I had the great honor to catch Isbell in concert in October at The Rev Room in Little Rock as he did a short opening act set before the main act Dawes took the stage. It was among the most brilliant 45 minutes I’d ever seen in concert.

I was thrilled when I found out that Isbell was going to get the opportunity to share his talent – as songwriter, vocalist and guitarist – on an episode of the long-running PBS music showcase “Austin City Limits,” as part of an episode with fellow Americana artist Neko Case.

Isbell’s “Austin City Limits” episode debuted on PBS on Saturday, Jan. 11 and it was an incredibly good appetizer for fans that may have not been familiar with Isbell’s body of work. It was also an obvious dream come true for Isbell who announced that he’d been a fan of the music program ever since he was a kid back in Muscle Shoals, Ala.

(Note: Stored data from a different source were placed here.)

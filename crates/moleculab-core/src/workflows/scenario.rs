use crate::core::catalog::{BondKind, Element};
use crate::core::models::ids::AtomId;
use crate::core::physics::energy::EnergyReport;
use crate::engine::config::EngineConfig;
use crate::engine::error::EngineError;
use crate::engine::events::EngineEvent;
use crate::engine::progress::{Progress, ProgressReporter};
use crate::engine::sandbox::SandboxEngine;
use crate::engine::snapshot::Snapshot;
use nalgebra::Point3;
use serde::Serialize;
use tracing::{info, instrument};

#[derive(Debug, Clone, PartialEq)]
pub struct ScenarioAtom {
    pub element: Element,
    pub position: Point3<f64>,
}

/// A bond between two entries of [`ScenarioSpec::atoms`], by zero-based index.
#[derive(Debug, Clone, Copy, PartialEq, Eq)]
pub struct ScenarioBond {
    pub atoms: (usize, usize),
    pub kind: BondKind,
}

/// Largest tick count a scenario may request.
pub const MAX_TICKS: u64 = 10_000_000;

#[derive(Debug, Clone, PartialEq)]
pub struct ScenarioSpec {
    pub atoms: Vec<ScenarioAtom>,
    pub bonds: Vec<ScenarioBond>,
    pub ticks: u64,
    /// Wall-clock seconds passed to every tick before time scaling.
    pub dt: f64,
}

#[derive(Debug, Clone, Copy, PartialEq, Serialize)]
pub struct EnergySample {
    pub tick: u64,
    pub time: f64,
    pub energy: EnergyReport,
}

#[derive(Debug, Clone, PartialEq)]
pub struct ScenarioReport {
    /// Energy after the workspace was built, before the clock started.
    pub initial_energy: EnergyReport,
    /// One sample per requested tick.
    pub trace: Vec<EnergySample>,
    /// Lifecycle notices the engine emitted while the scenario ran, in order.
    pub events: Vec<EngineEvent>,
    pub snapshot: Snapshot,
}

#[instrument(skip_all, name = "scenario_workflow", fields(atoms = spec.atoms.len(), bonds = spec.bonds.len(), ticks = spec.ticks))]
pub fn run(
    spec: &ScenarioSpec,
    config: &EngineConfig,
    reporter: &ProgressReporter,
) -> Result<ScenarioReport, EngineError> {
    if spec.ticks > MAX_TICKS {
        return Err(EngineError::Scenario(format!(
            "tick count {} exceeds the maximum of {}",
            spec.ticks, MAX_TICKS
        )));
    }

    reporter.report(Progress::PhaseStart { name: "Build" });
    let mut engine = SandboxEngine::new(config.clone());
    let ids = place_atoms(&mut engine, &spec.atoms)?;
    for bond in &spec.bonds {
        connect(&mut engine, &ids, bond)?;
    }
    let initial_energy = engine.energy();
    let mut events = engine.take_events();
    info!(
        atoms = ids.len(),
        bonds = engine.store().bond_count(),
        total = initial_energy.total,
        "Scenario workspace built."
    );
    reporter.report(Progress::PhaseFinish);

    reporter.report(Progress::PhaseStart { name: "Simulate" });
    if !engine.start() {
        reporter.report(Progress::Message(
            "Workspace is empty; the clock stays stopped.".to_string(),
        ));
    }

    reporter.report(Progress::RunStart {
        total_ticks: spec.ticks,
    });
    let mut trace = Vec::new();
    for index in 1..=spec.ticks {
        engine.tick(spec.dt)?;
        let energy = engine.energy();
        trace.push(EnergySample {
            tick: index,
            time: engine.simulated_time(),
            energy,
        });
        reporter.report(Progress::Tick { index, energy });
    }
    reporter.report(Progress::RunFinish);
    engine.stop();
    reporter.report(Progress::PhaseFinish);

    events.extend(engine.take_events());
    let snapshot = engine.snapshot();
    info!(
        ticks = snapshot.ticks,
        total = snapshot.energy.total,
        "Scenario finished."
    );

    Ok(ScenarioReport {
        initial_energy,
        trace,
        events,
        snapshot,
    })
}

fn place_atoms(
    engine: &mut SandboxEngine,
    atoms: &[ScenarioAtom],
) -> Result<Vec<AtomId>, EngineError> {
    atoms
        .iter()
        .map(|atom| engine.place_atom(atom.element, atom.position))
        .collect()
}

fn connect(
    engine: &mut SandboxEngine,
    ids: &[AtomId],
    bond: &ScenarioBond,
) -> Result<(), EngineError> {
    let (a, b) = bond.atoms;
    let resolve = |index: usize| {
        ids.get(index).copied().ok_or_else(|| {
            EngineError::Scenario(format!(
                "bond references atom index {index}, but only {} atoms are defined",
                ids.len()
            ))
        })
    };
    let first = resolve(a)?;
    let second = resolve(b)?;
    if first == second {
        return Err(EngineError::SelfBond(first));
    }

    engine.toggle_selection(first)?;
    engine.toggle_selection(second)?;
    engine.create_bond(bond.kind)?;
    Ok(())
}

#[cfg(test)]
mod tests {
    use super::*;
    use crate::engine::clock::ClockState;
    use crate::engine::config::EngineConfigBuilder;
    use std::sync::Mutex;

    fn config() -> EngineConfig {
        EngineConfigBuilder::new().seed(11).build().unwrap()
    }

    fn water_like() -> ScenarioSpec {
        ScenarioSpec {
            atoms: vec![
                ScenarioAtom {
                    element: Element::Oxygen,
                    position: Point3::origin(),
                },
                ScenarioAtom {
                    element: Element::Hydrogen,
                    position: Point3::new(0.96, 0.0, 0.0),
                },
                ScenarioAtom {
                    element: Element::Hydrogen,
                    position: Point3::new(-0.24, 0.93, 0.0),
                },
            ],
            bonds: vec![
                ScenarioBond {
                    atoms: (0, 1),
                    kind: BondKind::Single,
                },
                ScenarioBond {
                    atoms: (0, 2),
                    kind: BondKind::Single,
                },
            ],
            ticks: 4,
            dt: 0.05,
        }
    }

    #[test]
    fn run_builds_workspace_and_records_one_sample_per_tick() {
        let report = run(&water_like(), &config(), &ProgressReporter::new()).unwrap();

        assert_eq!(report.snapshot.atoms.len(), 3);
        assert_eq!(report.snapshot.bonds.len(), 2);
        assert!(report.snapshot.selection.is_empty());
        assert_eq!(report.snapshot.clock, ClockState::Stopped);
        assert_eq!(report.snapshot.ticks, 4);
        let ticks: Vec<u64> = report.trace.iter().map(|s| s.tick).collect();
        assert_eq!(ticks, vec![1, 2, 3, 4]);
        assert!(report.initial_energy.potential > 0.0);
        assert_eq!(report.initial_energy.kinetic, 0.0);
    }

    #[test]
    fn run_is_reproducible_with_a_seed() {
        let first = run(&water_like(), &config(), &ProgressReporter::new()).unwrap();
        let second = run(&water_like(), &config(), &ProgressReporter::new()).unwrap();
        assert_eq!(first, second);
    }

    #[test]
    fn bond_with_out_of_range_index_is_a_scenario_error() {
        let mut spec = water_like();
        spec.bonds.push(ScenarioBond {
            atoms: (1, 7),
            kind: BondKind::Single,
        });

        let result = run(&spec, &config(), &ProgressReporter::new());

        assert!(matches!(result, Err(EngineError::Scenario(_))));
    }

    #[test]
    fn repeated_bond_is_rejected_as_duplicate() {
        let mut spec = water_like();
        spec.bonds.push(ScenarioBond {
            atoms: (1, 0),
            kind: BondKind::Double,
        });

        let result = run(&spec, &config(), &ProgressReporter::new());

        assert!(matches!(result, Err(EngineError::DuplicateBond { .. })));
    }

    #[test]
    fn bond_to_the_same_index_is_a_self_bond() {
        let mut spec = water_like();
        spec.bonds = vec![ScenarioBond {
            atoms: (2, 2),
            kind: BondKind::Single,
        }];

        let result = run(&spec, &config(), &ProgressReporter::new());

        assert!(matches!(result, Err(EngineError::SelfBond(_))));
    }

    #[test]
    fn empty_scenario_completes_with_clock_stopped() {
        let spec = ScenarioSpec {
            atoms: Vec::new(),
            bonds: Vec::new(),
            ticks: 3,
            dt: 0.1,
        };

        let report = run(&spec, &config(), &ProgressReporter::new()).unwrap();

        assert_eq!(report.snapshot.ticks, 0);
        assert_eq!(report.trace.len(), 3);
        assert!(report.trace.iter().all(|s| s.time == 0.0));
    }

    #[test]
    fn tick_count_above_the_maximum_is_rejected_before_building() {
        let spec = ScenarioSpec {
            atoms: Vec::new(),
            bonds: Vec::new(),
            ticks: u64::MAX,
            dt: 0.0,
        };
        let phases = Mutex::new(0usize);
        let reporter = ProgressReporter::with_callback(Box::new(|event| {
            if let Progress::PhaseStart { .. } = event {
                *phases.lock().unwrap() += 1;
            }
        }));

        let result = run(&spec, &config(), &reporter);
        drop(reporter);

        assert!(matches!(result, Err(EngineError::Scenario(_))));
        assert_eq!(phases.into_inner().unwrap(), 0);
    }

    #[test]
    fn events_are_drained_into_the_report() {
        let report = run(&water_like(), &config(), &ProgressReporter::new()).unwrap();

        let added_atoms = report
            .events
            .iter()
            .filter(|e| matches!(e, EngineEvent::AtomAdded { .. }))
            .count();
        let added_bonds = report
            .events
            .iter()
            .filter(|e| matches!(e, EngineEvent::BondAdded { .. }))
            .count();
        assert_eq!(added_atoms, 3);
        assert_eq!(added_bonds, 2);
        assert!(matches!(
            report.events.first(),
            Some(EngineEvent::AtomAdded { .. })
        ));
    }

    #[test]
    fn negative_dt_is_rejected() {
        let mut spec = water_like();
        spec.dt = -0.1;
        let result = run(&spec, &config(), &ProgressReporter::new());
        assert!(matches!(result, Err(EngineError::InvalidParameter(_))));
    }

    #[test]
    fn progress_events_cover_both_phases_and_every_tick() {
        let ticks = Mutex::new(0u64);
        let phases = Mutex::new(Vec::new());
        let reporter = ProgressReporter::with_callback(Box::new(|event| match event {
            Progress::PhaseStart { name } => phases.lock().unwrap().push(name),
            Progress::Tick { .. } => *ticks.lock().unwrap() += 1,
            _ => {}
        }));

        run(&water_like(), &config(), &reporter).unwrap();
        drop(reporter);

        assert_eq!(phases.into_inner().unwrap(), vec!["Build", "Simulate"]);
        assert_eq!(ticks.into_inner().unwrap(), 4);
    }
}
use crate::cli::CatalogArgs;
use crate::error::Result;
use moleculab::core::catalog::Catalog;
use tracing::info;

pub fn run(args: CatalogArgs) -> Result<()> {
    let catalog = match &args.catalog {
        Some(path) => {
            info!("Validating catalog file {:?}", path);
            let catalog = Catalog::load(path)?;
            println!("✓ Catalog file is valid: {}", path.display());
            catalog
        }
        None => Catalog::builtin(),
    };

    print!("{}", render_tables(&catalog));
    Ok(())
}

fn render_tables(catalog: &Catalog) -> String {
    let mut out = String::new();
    out.push_str(&format!(
        "{:<4} {:<12} {:<8} {:>8} {:>10} {:>6} {:>8}\n",
        "Sym", "Name", "Color", "Radius", "Mass", "EN", "Valence"
    ));
    for spec in catalog.elements() {
        out.push_str(&format!(
            "{:<4} {:<12} {:<8} {:>8.2} {:>10.3} {:>6.2} {:>8}\n",
            spec.symbol(),
            spec.name(),
            spec.color,
            spec.radius,
            spec.mass,
            spec.electronegativity,
            spec.valence
        ));
    }
    out.push('\n');
    out.push_str(&format!("{:<10} {:>10} {:>8}\n", "Bond", "Strength", "Length"));
    for spec in catalog.bond_types() {
        out.push_str(&format!(
            "{:<10} {:>10.1} {:>8.2}\n",
            spec.kind.as_str(),
            spec.strength,
            spec.length
        ));
    }
    out
}
//! # Catalog Module
//!
//! Static reference data for the elements and bond kinds the sandbox knows about.
//!
//! Both axes of the catalog are closed enums ([`element::Element`] and
//! [`bond_kind::BondKind`]) so a lookup can never miss. The runtime table
//! ([`table::Catalog`]) starts from the built-in values and can be replaced
//! wholesale by a TOML file, which is validated for completeness on load.

pub mod bond_kind;
pub mod element;
pub mod table;

pub use bond_kind::{BondKind, BondTypeSpec};
pub use element::{Element, ElementSpec};
pub use table::{Catalog, CatalogError};
pub mod catalog;
pub mod run;
//! # Core Models Module
//!
//! Data structures for the atom/bond graph owned by the engine.
//!
//! ## Key Components
//!
//! - [`ids`] - Session-unique, monotonically assigned identifiers for atoms and bonds
//! - [`atom`] - A particle with element identity, position, velocity and charge
//! - [`bond`] - An edge between two atoms carrying its own strength and equilibrium length
//! - [`store`] - The authoritative id-indexed collections and their invariants
//! - [`selection`] - The set of selected atoms
//!
//! ## Usage
//!
//! ```ignore
//! use moleculab::core::catalog::{BondKind, Element};
//! use moleculab::core::models::store::EntityStore;
//!
//! let mut store = EntityStore::new();
//! let c = store.add_atom(Element::Carbon, Point3::new(0.0, 0.0, 0.0));
//! let o = store.add_atom(Element::Oxygen, Point3::new(1.5, 0.0, 0.0));
//! store.add_bond(c, o, &BondKind::Double.builtin_spec())?;
//! ```

pub mod atom;
pub mod bond;
pub mod ids;
pub mod selection;
pub mod store;
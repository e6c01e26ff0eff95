use clap::{Args, Parser, Subcommand};
use std::path::PathBuf;

const HELP_TEMPLATE: &str = "\
{before-help}{name} {version}
{author-with-newline}{about-with-newline}
{usage-heading} {usage}

{all-args}{after-help}
";

#[derive(Parser, Debug)]
#[command(
    author = "Moleculab Developers",
    version,
    about = "Moleculab CLI - Run scripted molecular sandbox scenarios and inspect element catalogs.",
    help_template = HELP_TEMPLATE,
)]
#[command(propagate_version = true)]
pub struct Cli {
    #[command(subcommand)]
    pub command: Commands,

    /// Increase verbosity level (-v for INFO, -vv for DEBUG, -vvv for TRACE)
    #[arg(short, long, action = clap::ArgAction::Count, global = true)]
    pub verbose: u8,

    /// Suppress all log output except for errors
    #[arg(short, long, global = true, conflicts_with = "verbose")]
    pub quiet: bool,

    /// Write logs to a specified file in addition to the console output
    #[arg(long, global = true, value_name = "PATH")]
    pub log_file: Option<PathBuf>,
}

#[derive(Subcommand, Debug)]
pub enum Commands {
    /// Build a workspace from a scenario file and run the simulation for a fixed number of ticks.
    Run(RunArgs),
    /// Validate a catalog file (or the built-in catalog) and print its tables.
    Catalog(CatalogArgs),
}

/// Arguments for the `run` subcommand.
#[derive(Args, Debug, Default)]
pub struct RunArgs {
    // --- Core Arguments ---
    /// Path to the scenario file in TOML format.
    #[arg(short, long, required = true, value_name = "PATH")]
    pub scenario: PathBuf,

    /// Path to a catalog override file. Defaults to the built-in catalog.
    #[arg(long, value_name = "PATH")]
    pub catalog: Option<PathBuf>,

    // --- Simulation Overrides ---
    /// Number of ticks to simulate.
    #[arg(short = 'n', long, value_name = "N")]
    pub ticks: Option<u64>,

    /// Wall-clock seconds per tick, before time scaling.
    #[arg(long, value_name = "SECONDS")]
    pub dt: Option<f64>,

    /// Bath temperature in Kelvin.
    #[arg(short = 'T', long, value_name = "K")]
    pub temperature: Option<f64>,

    /// Multiplier applied to every tick's elapsed time.
    #[arg(long, value_name = "X")]
    pub time_scale: Option<f64>,

    /// Seed for velocity initialization. Unseeded runs draw from OS entropy.
    #[arg(long, value_name = "N")]
    pub seed: Option<u64>,

    // --- Output ---
    /// Write the final snapshot as JSON to this path.
    #[arg(short, long, value_name = "PATH")]
    pub output: Option<PathBuf>,

    /// Write the per-tick energy trace as CSV to this path.
    #[arg(long, value_name = "PATH")]
    pub trace: Option<PathBuf>,

    /// Set a specific configuration value, overriding the scenario file.
    /// Can be used multiple times. Example: -S simulation.temperature=350
    #[arg(short = 'S', long = "set", value_name = "KEY=VALUE", num_args(0..))]
    pub set_values: Vec<String>,
}

/// Arguments for the `catalog` subcommand.
#[derive(Args, Debug, Default)]
pub struct CatalogArgs {
    /// Path to a catalog override file. Defaults to the built-in catalog.
    #[arg(long, value_name = "PATH")]
    pub catalog: Option<PathBuf>,
}
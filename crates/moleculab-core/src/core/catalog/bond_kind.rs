use serde::{Serialize, Serializer};
use std::fmt;
use std::str::FromStr;
use thiserror::Error;

#[derive(Debug, Clone, Copy, PartialEq, Eq, Hash, PartialOrd, Ord, Default)]
#[repr(u8)]
pub enum BondKind {
    #[default]
    Single,
    Double,
    Triple,
    Aromatic,
    Ionic,
    Hydrogen,
}

/// Immutable per-bond-kind reference data.
#[derive(Debug, Clone, Copy, PartialEq)]
pub struct BondTypeSpec {
    pub kind: BondKind,
    /// Harmonic strength coefficient applied to the squared length deviation.
    pub strength: f64,
    /// Equilibrium length in Angstroms.
    pub length: f64,
}

#[derive(Debug, Error, PartialEq, Eq)]
#[error("Invalid bond kind string: '{0}'")]
pub struct ParseBondKindError(pub String);

impl BondKind {
    pub const COUNT: usize = 6;

    pub const ALL: [BondKind; Self::COUNT] = [
        BondKind::Single,
        BondKind::Double,
        BondKind::Triple,
        BondKind::Aromatic,
        BondKind::Ionic,
        BondKind::Hydrogen,
    ];

    #[inline]
    pub fn index(self) -> usize {
        self as usize
    }

    pub fn as_str(self) -> &'static str {
        match self {
            BondKind::Single => "single",
            BondKind::Double => "double",
            BondKind::Triple => "triple",
            BondKind::Aromatic => "aromatic",
            BondKind::Ionic => "ionic",
            BondKind::Hydrogen => "hydrogen",
        }
    }

    pub fn builtin_spec(self) -> BondTypeSpec {
        let (strength, length) = match self {
            BondKind::Single => (350.0, 1.54),
            BondKind::Double => (615.0, 1.34),
            BondKind::Triple => (835.0, 1.20),
            BondKind::Aromatic => (518.0, 1.40),
            BondKind::Ionic => (400.0, 2.36),
            BondKind::Hydrogen => (20.0, 1.80),
        };
        BondTypeSpec {
            kind: self,
            strength,
            length,
        }
    }
}

impl FromStr for BondKind {
    type Err = ParseBondKindError;
    fn from_str(s: &str) -> Result<Self, Self::Err> {
        match s.trim().to_lowercase().as_str() {
            "1" | "s" | "single" => Ok(Self::Single),
            "2" | "d" | "double" => Ok(Self::Double),
            "3" | "t" | "triple" => Ok(Self::Triple),
            "ar" | "aromatic" => Ok(Self::Aromatic),
            "ionic" => Ok(Self::Ionic),
            "hb" | "hydrogen" => Ok(Self::Hydrogen),
            _ => Err(ParseBondKindError(s.to_string())),
        }
    }
}

impl fmt::Display for BondKind {
    fn fmt(&self, f: &mut fmt::Formatter<'_>) -> fmt::Result {
        f.write_str(self.as_str())
    }
}

impl Serialize for BondKind {
    fn serialize<S: Serializer>(&self, serializer: S) -> Result<S::Ok, S::Error> {
        serializer.serialize_str(self.as_str())
    }
}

In just under a half hour Isbell ripped through six of his finest works, five of which are on the fantastic “Southeastern,” including his opener “Flying Over Water,” featuring an awe-inspiring guitar solo, the sweet “Cover Me Up,” the Southern Gothic short story ballad “Live Oak,” the tragically beautiful tale of a loved one dying of cancer “Elephant,” and wrapping things up with the rollicking rocker “Super 8.” All of these songs were ones I’d see Isbell perform at The Rev Room in October and I can say with 100 percent certainty that he’s just as great in a small club concert as an opening act as he is for his ‘ACL’ debut.

My favorite performance of his ‘ACL’ set was “Alabama Pines,” my personal favorite song of his and one that for better or worse reminds me an awful lot of myself. In my opinion, it’s the greatest song written in at least the last five years and the one I most credit with familiarizing me with Isbell, which I will forever remain grateful. With lines like “the a/c hasn’t worked in 20 years/probably never made a single person cold/but, I can’t say the same for me/I’ve done it many times” and “No one gives a damn about the things I give a damn about/the liberties that we can’t do without seem to disappear like ghosts in the air/When we don’t even care, it truly vanishes away” are so beautiful in their melancholy that they just hit me in my core. There isn’t a single less than perfect line in the whole piece.

I’m truly grateful that “Austin City Limits” gave such an underrated and even unknown singer-songwriter at the caliber of Jason Isbell the opportunity to get his music out there and heard and I know new legions of fans will be made as a result. The fact that PBS has this sort of commitment to not just music, but absolutely great music has always been one of my favorite aspects of the network. Long live PBS.